• _Activity_:
Filter the records below and copy every line containing the word "traits".

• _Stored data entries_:
□ □ □ □ □ □ □
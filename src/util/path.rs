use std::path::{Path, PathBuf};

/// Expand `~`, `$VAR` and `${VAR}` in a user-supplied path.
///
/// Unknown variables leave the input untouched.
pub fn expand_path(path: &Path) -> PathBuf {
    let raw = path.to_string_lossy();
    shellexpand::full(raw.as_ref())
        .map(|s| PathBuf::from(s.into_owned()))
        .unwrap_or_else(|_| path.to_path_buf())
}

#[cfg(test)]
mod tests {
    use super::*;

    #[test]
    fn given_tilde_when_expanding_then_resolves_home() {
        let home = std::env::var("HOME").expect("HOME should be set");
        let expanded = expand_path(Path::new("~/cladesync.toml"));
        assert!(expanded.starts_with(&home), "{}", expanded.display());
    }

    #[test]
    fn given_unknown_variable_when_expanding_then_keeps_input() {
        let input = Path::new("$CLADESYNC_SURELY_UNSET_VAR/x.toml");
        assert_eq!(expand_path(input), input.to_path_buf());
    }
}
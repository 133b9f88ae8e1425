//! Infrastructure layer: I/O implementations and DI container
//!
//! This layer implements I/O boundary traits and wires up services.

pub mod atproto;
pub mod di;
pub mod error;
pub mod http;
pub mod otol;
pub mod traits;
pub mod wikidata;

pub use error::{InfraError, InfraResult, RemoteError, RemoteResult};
□ □ □ □ □ □ □
• _Exercise output_:
//! This layer implements I/O boundary traits and wires up services.
pub mod traits;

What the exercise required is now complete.